В «Новом мире» очередной фрагмент «Литературной коллекции» Александра Солженицына, на сей раз о дилогии Василия Гроссмана, прежде уже рассмотренной в статье «Приемы эпопей» (НМ, 1999, № 1). Роман «За правое дело» дисквалифицирован вчистую, о «Жизни и судьбе» Солженицын пишет точно и тонко, не скрывая ни своих идеологических расхождений с Гроссманом, ни глубокого сочувствия к писателю, трудно выбирающемуся из советского морока.

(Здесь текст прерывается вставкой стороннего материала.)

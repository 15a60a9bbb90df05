use sqlx::mysql::MySqlPool;

use crate::config::PRICE_CHANGE_CAP;
use crate::db::models::PriceChangeRow;
use crate::error::{AppError, Result};
use crate::types::{DirectionFilter, OriginFilter};

/// Read path over the `current_price_update` table on the catalog store.
/// Separate from the product adapters: single source, its own filters.
pub struct PriceChangeReader {
    pool: MySqlPool,
}

impl PriceChangeReader {
    pub fn new(pool: MySqlPool) -> Self {
        Self { pool }
    }

    /// Newest first, capped. Filters AND-combine when both are restrictive.
    pub async fn fetch(
        &self,
        direction: DirectionFilter,
        origin: OriginFilter,
    ) -> Result<Vec<PriceChangeRow>> {
        let sql = build_sql(direction, origin);
        sqlx::query_as::<_, PriceChangeRow>(&sql)
            .fetch_all(&self.pool)
            .await
            .map_err(AppError::from_sqlx)
    }
}

/// Both filters are closed enums mapping to fixed predicates; no user text
/// reaches the statement, so there is nothing to bind here.
fn build_sql(direction: DirectionFilter, origin: OriginFilter) -> String {
    let mut conditions: Vec<&str> = Vec::new();

    match direction {
        DirectionFilter::All => {}
        DirectionFilter::Increase => conditions.push("price_change > 0"),
        DirectionFilter::Decrease => conditions.push("price_change < 0"),
    }

    // origin is discriminated by presence of the classifier column, not by
    // its value: the catalog feed writes goods_type, the card feed does not
    match origin {
        OriginFilter::All => {}
        OriginFilter::Catalog => conditions.push("goods_type IS NOT NULL"),
        OriginFilter::Card => conditions.push("goods_type IS NULL"),
    }

    let mut sql = String::from(
        "SELECT goods_name, before_price, after_price, price_change, create_time, goods_type \
         FROM current_price_update",
    );
    if !conditions.is_empty() {
        sql.push_str(" WHERE ");
        sql.push_str(&conditions.join(" AND "));
    }
    sql.push_str(&format!(" ORDER BY create_time DESC LIMIT {PRICE_CHANGE_CAP}"));
    sql
}
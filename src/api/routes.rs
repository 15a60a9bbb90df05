use std::sync::Arc;

use axum::{
    extract::{Query, State},
    routing::{get, post},
    Json, Router,
};
use serde::{Deserialize, Serialize};

use crate::service::{PriceChangePage, ProductPage, ProductQuery, QueryService};
use crate::types::{DirectionFilter, OriginFilter};

#[derive(Clone)]
pub struct ApiState {
    pub service: Arc<QueryService>,
}

pub fn router(state: ApiState) -> Router {
    Router::new()
        .route("/products", get(get_products))
        .route("/categories", get(get_categories))
        .route("/price-changes", get(get_price_changes))
        .route("/refresh", post(post_refresh))
        .with_state(state)
}

// ---------------------------------------------------------------------------
// Query param structs
// ---------------------------------------------------------------------------

#[derive(Deserialize)]
pub struct ProductsQuery {
    pub keyword: Option<String>,
    pub category: Option<String>,
}

#[derive(Deserialize)]
pub struct PriceChangesQuery {
    pub direction: Option<DirectionFilter>,
    pub origin: Option<OriginFilter>,
}

// ---------------------------------------------------------------------------
// Response types
// ---------------------------------------------------------------------------

#[derive(Serialize)]
pub struct RefreshResponse {
    pub refreshed: bool,
}

// ---------------------------------------------------------------------------
// Handlers
// ---------------------------------------------------------------------------

/// An active keyword outranks a category selection; with neither, the default
/// random-sample view is served.
fn product_query(params: ProductsQuery) -> ProductQuery {
    match (non_empty(params.keyword), non_empty(params.category)) {
        (Some(keyword), _) => ProductQuery::Search(keyword),
        (None, Some(category)) => ProductQuery::Category(category),
        (None, None) => ProductQuery::Sample,
    }
}

fn non_empty(value: Option<String>) -> Option<String> {
    value
        .map(|s| s.trim().to_string())
        .filter(|s| !s.is_empty())
}

async fn get_products(
    State(state): State<ApiState>,
    Query(params): Query<ProductsQuery>,
) -> Json<ProductPage> {
    Json(state.service.products(product_query(params)).await)
}

async fn get_categories(State(state): State<ApiState>) -> Json<Vec<String>> {
    Json(state.service.categories().await)
}

async fn get_price_changes(
    State(state): State<ApiState>,
    Query(params): Query<PriceChangesQuery>,
) -> Json<PriceChangePage> {
    let direction = params.direction.unwrap_or(DirectionFilter::All);
    let origin = params.origin.unwrap_or(OriginFilter::All);
    Json(state.service.price_changes(direction, origin).await)
}

async fn post_refresh(State(state): State<ApiState>) -> Json<RefreshResponse> {
    state.service.invalidate_all();
    Json(RefreshResponse { refreshed: true })
}

#[cfg(test)]
mod tests {
    use super::*;
    use crate::types::{Product, SourceKind};

    fn params(keyword: Option<&str>, category: Option<&str>) -> ProductsQuery {
        ProductsQuery {
            keyword: keyword.map(str::to_string),
            category: category.map(str::to_string),
        }
    }

    #[test]
    fn keyword_outranks_category() {
        let q = product_query(params(Some("kfc"), Some("餐饮")));
        assert_eq!(q, ProductQuery::Search("kfc".to_string()));
    }

    #[test]
    fn category_alone_browses() {
        let q = product_query(params(None, Some("餐饮")));
        assert_eq!(q, ProductQuery::Category("餐饮".to_string()));
    }

    #[test]
    fn blank_params_fall_through_to_sample() {
        assert_eq!(product_query(params(None, None)), ProductQuery::Sample);
        assert_eq!(product_query(params(Some("  "), Some(""))), ProductQuery::Sample);
    }

    #[test]
    fn keyword_is_trimmed() {
        let q = product_query(params(Some("  会员 "), None));
        assert_eq!(q, ProductQuery::Search("会员".to_string()));
    }

    #[test]
    fn filter_params_deserialize_from_lowercase() {
        let d: DirectionFilter = serde_json::from_str("\"increase\"").unwrap();
        assert_eq!(d, DirectionFilter::Increase);
        let o: OriginFilter = serde_json::from_str("\"card\"").unwrap();
        assert_eq!(o, OriginFilter::Card);
        assert!(serde_json::from_str::<DirectionFilter>("\"sideways\"").is_err());
    }

    #[test]
    fn products_serialize_with_source_tag_and_raw_values() {
        let p = Product {
            id: 1,
            name: "肯德基100元卡".to_string(),
            price: 95.0,
            member_price: None,
            category_path: Some("餐饮".to_string()),
            updated_at: None,
            source: SourceKind::Catalog,
            url: SourceKind::Catalog.product_url(1),
        };
        let v = serde_json::to_value(&p).unwrap();
        assert_eq!(v["source"], "catalog");
        assert_eq!(v["url"], "https://xinqidianqy.cn/goods?id=1");
        // raw number, not a formatted currency string
        assert_eq!(v["price"], 95.0);
    }
}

«Дружба народов» открывается отрывками из последней мемуарно-публицистической книги недавно ушедшего Василя Быкова «Долгая дорога домой». Здесь же подборка из новой книги Геннадия Русакова «Стихи Татьяне». Другая подборка в «Знамени». Лучше читать их вместе на пробу привожу одно из «дружбинских» стихотворений. И ворохнется вдруг суглинок под ногой,/ и мышь просеменит старушечьей походкой,/ зароется в стерню, уснет совсем нагой,/ ячменное тепло процеживая глоткой./ Потом прольется дождь в ладони лопухам / Как страстен этот мир, как солью саднит губы!/ А будут нас судить совсем не по грехам,/ но кто и как любил, кому мы были любы./ Любовь когда сполох, дрожание руки,/ распялены зрачки, вода с глазами вровень./ Когда в любую сушь взбухание реки / И неотступный зов неутоленной крови./ Кто разглядит меня, как мышь в ее стерне?/ Найдет по соли слез, по мужеству старенья?/ Любимые мои, вы отсветили мне!/ А я еще тянусь, гляжу до боли зренья.
В «Знамени», кроме русаковских «Стихов Татьяне», есть еще «Стихи для Еремы» (то есть молчащего, но по-прежнему культового Александра Еременко) Олега Хлебникова и «Стихи Свету» (то есть Феликсу Светову) Татьяны Бахминой. Вероятно, и «Малинник» Елены Тиновской мог бы называться «Стихами Борису» покончивший с собой и на глазах обращающийся в миф Борис Рыжий запечатлен здесь надсадными пятистопными ямбами. Зубами он открыл бутылку пива и сразу половину выпил залпом и вдруг сказал: А Нобелевских премий нам не видать как собственных ушей< > Важней всего, о чем он говорил, важней, чем нищий заповедник детства стремительный полет вперед и вверх!!! Он бросил нас, и Нобелевских премий нам не видать как собственных ушей лет сто. // А он бы лет через пятнадцать мог получить, да, видно, не судьба. В горе, конечно, всякое говорится. Слыхали мы уже о том, что и трагический уход Бориса Рыжего связан с «недопремированием». И про то, что «они любить умеют только мертвых», слыхали. (Рыжего, кстати, если судить по «внешним показателям», любили при жизни. Многие.) Теперь вот «нобелевские проекты». Не знаю, каково такое публиковать, а читать мне лично стыдно. Потому что смерть есть смерть, поэзия есть поэзия, а все возможные премии (против которых я вообще-то ничего не имею) обретаются в совсем иных пространствах.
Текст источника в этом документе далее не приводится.